With bright blue skies above and flowers blooming all around, summer’s by far the most beautiful time to go running. But when is the best time of the irresistibly sunny day to take to the trail?
According to a study from the Journal of Strength and Conditioning Research, the best time to run is when your body temperature is at its highest and your muscles at their most limber, which is during mid to late afternoon. Alternatively, in the morning, your body temperature is at its lowest and your muscles their stiffest – equalling less effective runs that might even lead to injury.
Question answered. Or is it? As with most things body-related, the answer isn’t quite that simple. In truth, there are benefits to running at whichever time you prefer – here are just a few.
Finding it hard to function at work during those hot summer days? Try a pre-9am run.
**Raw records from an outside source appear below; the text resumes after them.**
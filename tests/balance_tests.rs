//! Balance snapshot recording tests against a real database

mod common;

#[cfg(test)]
mod tests {
    use std::sync::atomic::Ordering;

    use rust_decimal::Decimal;
    use serde_json::json;

    use super::common::*;
    use salary_advance_server::balance::BalanceOutcome;
    use salary_advance_server::error::LendingError;
    use salary_advance_server::provider::{CallbackEnvelope, ResultPayload};

    const SAMPLE_BALANCE: &str = "Working Account|KES|0.00|1234.50|0.00&Utility Account|KES|0.00|200.00|0.00";

    fn balance_result(conversation_id: &str, balance: Option<&str>) -> ResultPayload {
        let parameters = match balance {
            Some(value) => json!({
                "ResultParameter": [
                    { "Key": "AccountBalance", "Value": value },
                    { "Key": "BOCompletedTime", "Value": 20240101120000u64 }
                ]
            }),
            None => json!({
                "ResultParameter": { "Key": "BOCompletedTime", "Value": 20240101120000u64 }
            }),
        };

        serde_json::from_value::<CallbackEnvelope<ResultPayload>>(json!({
            "Result": {
                "ResultType": 0,
                "ResultCode": 0,
                "ResultDesc": "The service request is processed successfully.",
                "OriginatorConversationID": "16917-22577599-3",
                "ConversationID": conversation_id,
                "TransactionID": "LGR0000000",
                "ResultParameters": parameters
            }
        }))
        .unwrap()
        .into_inner()
    }

    #[tokio::test]
    #[ignore] // Requires database setup
    async fn test_snapshot_recorded_once_per_conversation() {
        let pool = setup_test_db().await;
        let provider = FakeProvider::new();
        let services = services(&pool, provider.clone());
        let fixture = seed(&pool, 1, Decimal::new(50_000, 0)).await;

        let inquiry = services
            .balances
            .request_snapshot(fixture.tenant_id)
            .await
            .unwrap();
        assert_eq!(provider.balance_calls.load(Ordering::SeqCst), 1);

        let payload = balance_result(&inquiry.conversation_id, Some(SAMPLE_BALANCE));

        let recorded = match services.balances.record_snapshot(&payload).await.unwrap() {
            BalanceOutcome::Recorded(snapshot) => snapshot,
            other => panic!("expected a new snapshot, got {:?}", other),
        };
        assert_eq!(recorded.tenant_id, fixture.tenant_id);
        assert_eq!(recorded.working_account_balance, Decimal::new(123_450, 2));
        assert_eq!(recorded.utility_account_balance, Decimal::new(20_000, 2));

        match services.balances.record_snapshot(&payload).await.unwrap() {
            BalanceOutcome::Duplicate(existing) => assert_eq!(existing.id, recorded.id),
            other => panic!("expected duplicate, got {:?}", other),
        }

        let latest = services
            .balances
            .latest_snapshot(fixture.tenant_id)
            .await
            .unwrap()
            .expect("snapshot stored");
        assert_eq!(latest.id, recorded.id);
    }

    #[tokio::test]
    #[ignore] // Requires database setup
    async fn test_missing_balance_key_stores_nothing() {
        let pool = setup_test_db().await;
        let services = services(&pool, FakeProvider::new());
        let fixture = seed(&pool, 1, Decimal::new(50_000, 0)).await;

        let inquiry = services
            .balances
            .request_snapshot(fixture.tenant_id)
            .await
            .unwrap();

        let result = services
            .balances
            .record_snapshot(&balance_result(&inquiry.conversation_id, None))
            .await;
        assert!(matches!(result, Err(LendingError::MalformedBalancePayload(_))));

        let latest = services
            .balances
            .latest_snapshot(fixture.tenant_id)
            .await
            .unwrap();
        assert!(latest.is_none());
    }

    #[tokio::test]
    #[ignore] // Requires database setup
    async fn test_unparseable_amount_stores_nothing() {
        let pool = setup_test_db().await;
        let services = services(&pool, FakeProvider::new());
        let fixture = seed(&pool, 1, Decimal::new(50_000, 0)).await;

        let inquiry = services
            .balances
            .request_snapshot(fixture.tenant_id)
            .await
            .unwrap();

        let result = services
            .balances
            .record_snapshot(&balance_result(
                &inquiry.conversation_id,
                Some("Working Account|KES|0.00|abc|0.00&Utility Account|KES|0.00|200.00|0.00"),
            ))
            .await;
        assert!(matches!(result, Err(LendingError::MalformedBalancePayload(_))));
    }

    #[tokio::test]
    #[ignore] // Requires database setup
    async fn test_unknown_inquiry_is_unmatched() {
        let pool = setup_test_db().await;
        let services = services(&pool, FakeProvider::new());

        let outcome = services
            .balances
            .record_snapshot(&balance_result("AG_unknown_conversation", Some(SAMPLE_BALANCE)))
            .await
            .unwrap();
        assert!(matches!(outcome, BalanceOutcome::Unmatched));
    }
}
Exercise helps you to feel more energetic and positive by releasing adrenaline and endorphins (the ‘happy’ chemicals) contributing to increased productivity in the office.
If you’re trying to lose weight, running at this time could be beneficial, too. Your body burns calories faster on an empty stomach, so squeezing in a quick sprint before breakfast bodes well for slimming down.
Although you’ll need to be extra careful to stretch before a morning run, it can be safer to sprint at dawn in terms of the environment. Mornings are the coolest part of the day, so you’re less likely to overheat as you dart around the park – a particular perk in the summer.
You’re in the best possible condition to run during the afternoon. Your body reaches peak performance between the hours of 4pm and 7pm, as its temperature is at its highest and your muscles are naturally more relaxed and flexible, having been in use for the better part of the day.
Because of this, running should feel easier, and you should be able to go faster for longer. According to a study listed on the National Institutes of Health, your lungs function 6% better in the afternoon than at different times during the day – which, along with your body temperature and limber muscles, helps to increase your stamina and ability to run for larger stretches. Who’d have thought?
As your body temperature is still high in the evening, you’ll have many of the benefits of afternoon running at this time – along with added focus.
According to an article in The Australian, as the day gets darker, your senses become heightened and you rely less on your sight and more on your proprioceptive (sensory) skills. These help you to react more reflexively to adversities such as potholes while you run, which could help you avoid injury. Hormones important for energy metabolism, such as cortisol and thyrotropin, are at their highest in the evening, contributing to an even more effective workout.
While it makes sense to start running in the afternoon or evening if these times fit your schedule, don’t force it. What’s important is that your run works for you. The true secret to fitness success lies in consistency, so as long as you’re dedicated to your run slot – be it morning, noon or night – your body will learn to adapt. Just lace up and go.